//! Key candidates (tonic + mode)

use super::mode::Mode;
use super::notes::{note_name, pitch_class_from_name, PitchClass, CIRCLE_OF_FIFTHS};
use crate::error::AnalysisError;
use serde::{Deserialize, Serialize};
use std::fmt;
use std::str::FromStr;

/// A musical key: tonic pitch class plus mode
///
/// Two keys are equal when both tonic and mode match; there is no tolerance
/// for near matches. Serializes with its derived `display_name` for consumers.
#[derive(Debug, Clone, Copy, PartialEq, Eq, Hash, Serialize, Deserialize)]
#[serde(into = "KeyRecord", try_from = "KeyRecord")]
pub struct KeyCandidate {
    tonic: PitchClass,
    mode: Mode,
}

#[derive(Serialize, Deserialize)]
struct KeyRecord {
    tonic: PitchClass,
    mode: Mode,
    #[serde(default)]
    display_name: String,
}

impl From<KeyCandidate> for KeyRecord {
    fn from(key: KeyCandidate) -> Self {
        Self {
            tonic: key.tonic,
            mode: key.mode,
            display_name: key.display_name(),
        }
    }
}

impl TryFrom<KeyRecord> for KeyCandidate {
    type Error = AnalysisError;

    fn try_from(record: KeyRecord) -> Result<Self, Self::Error> {
        if record.tonic > 11 {
            return Err(AnalysisError::InvalidInput(format!(
                "Tonic pitch class out of range: {}",
                record.tonic
            )));
        }
        Ok(Self::new(record.tonic, record.mode))
    }
}

impl KeyCandidate {
    /// Create a key; tonic values above 11 wrap around
    pub fn new(tonic: PitchClass, mode: Mode) -> Self {
        Self {
            tonic: tonic % 12,
            mode,
        }
    }

    /// Tonic pitch class (0 = C, ..., 11 = B)
    pub fn tonic(&self) -> PitchClass {
        self.tonic
    }

    /// Mode of the key
    pub fn mode(&self) -> Mode {
        self.mode
    }

    /// Tonic note name, e.g. "F#"
    pub fn note_name(&self) -> &'static str {
        note_name(self.tonic)
    }

    /// Human-readable name
    ///
    /// Ionian keys read "<note> Major", Aeolian keys "<note> Minor", every
    /// other mode "<note> <Mode>".
    ///
    /// # Example
    ///
    /// ```
    /// use keylock::theory::{KeyCandidate, Mode};
    ///
    /// assert_eq!(KeyCandidate::new(0, Mode::Ionian).display_name(), "C Major");
    /// assert_eq!(KeyCandidate::new(9, Mode::Aeolian).display_name(), "A Minor");
    /// assert_eq!(KeyCandidate::new(2, Mode::Dorian).display_name(), "D Dorian");
    /// ```
    pub fn display_name(&self) -> String {
        match self.mode {
            Mode::Ionian => format!("{} Major", self.note_name()),
            Mode::Aeolian => format!("{} Minor", self.note_name()),
            other => format!("{} {}", self.note_name(), other),
        }
    }

    /// Identity string used for lock de-duplication, e.g. "C-Ionian"
    pub fn key_string(&self) -> String {
        format!("{}-{}", self.note_name(), self.mode)
    }

    /// The seven pitch classes of the key, in scale-degree order
    pub fn pitch_classes(&self) -> [PitchClass; 7] {
        self.mode.intervals().map(|iv| (self.tonic + iv) % 12)
    }

    /// Whether a pitch class belongs to the key's diatonic set
    pub fn contains(&self, pitch_class: PitchClass) -> bool {
        let offset = (pitch_class % 12 + 12 - self.tonic) % 12;
        self.mode.intervals().contains(&offset)
    }

    /// Note names of the scale, starting at the tonic
    pub fn scale_notes(&self) -> Vec<&'static str> {
        self.pitch_classes().iter().map(|&pc| note_name(pc)).collect()
    }

    /// Whether a note name belongs to the key; octave digits are ignored
    ///
    /// Unparsable names are reported as not in key.
    ///
    /// ```
    /// use keylock::theory::{KeyCandidate, Mode};
    ///
    /// let c_major = KeyCandidate::new(0, Mode::Ionian);
    /// assert!(c_major.is_note_in_key("E4"));
    /// assert!(!c_major.is_note_in_key("F#3"));
    /// ```
    pub fn is_note_in_key(&self, note: &str) -> bool {
        let name: String = note
            .chars()
            .filter(|c| !c.is_ascii_digit() && *c != '-')
            .collect();
        pitch_class_from_name(&name).is_some_and(|pc| self.contains(pc))
    }

    /// Position of the tonic on the circle of fifths (C = 0, G = 1, ..., F = 11)
    pub fn circle_of_fifths_position(&self) -> usize {
        CIRCLE_OF_FIFTHS
            .iter()
            .position(|&pc| pc == self.tonic)
            .unwrap_or(0)
    }

    /// Keys a fifth below and a fifth above, in the same mode
    pub fn circle_of_fifths_neighbors(&self) -> [KeyCandidate; 2] {
        [
            KeyCandidate::new((self.tonic + 5) % 12, self.mode),
            KeyCandidate::new((self.tonic + 7) % 12, self.mode),
        ]
    }
}

impl fmt::Display for KeyCandidate {
    fn fmt(&self, f: &mut fmt::Formatter<'_>) -> fmt::Result {
        f.write_str(&self.display_name())
    }
}

impl FromStr for KeyCandidate {
    type Err = AnalysisError;

    /// Parses display names ("C Major", "A Minor", "Eb Dorian") and key
    /// strings ("C-Ionian").
    fn from_str(s: &str) -> Result<Self, Self::Err> {
        let trimmed = s.trim();
        let (note, mode) = trimmed
            .split_once(' ')
            .or_else(|| trimmed.split_once('-'))
            .ok_or_else(|| AnalysisError::InvalidInput(format!("Unrecognized key: {}", s)))?;
        let tonic = pitch_class_from_name(note)
            .ok_or_else(|| AnalysisError::InvalidInput(format!("Unknown note: {}", note)))?;
        Ok(Self::new(tonic, mode.parse()?))
    }
}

========================

● **Brief**
Your answer must consist of every line from the listing that holds the string "intervals".

● **Exercise output**
        self.mode.intervals().map(|iv| (self.tonic + iv) % 12)
        self.mode.intervals().contains(&offset)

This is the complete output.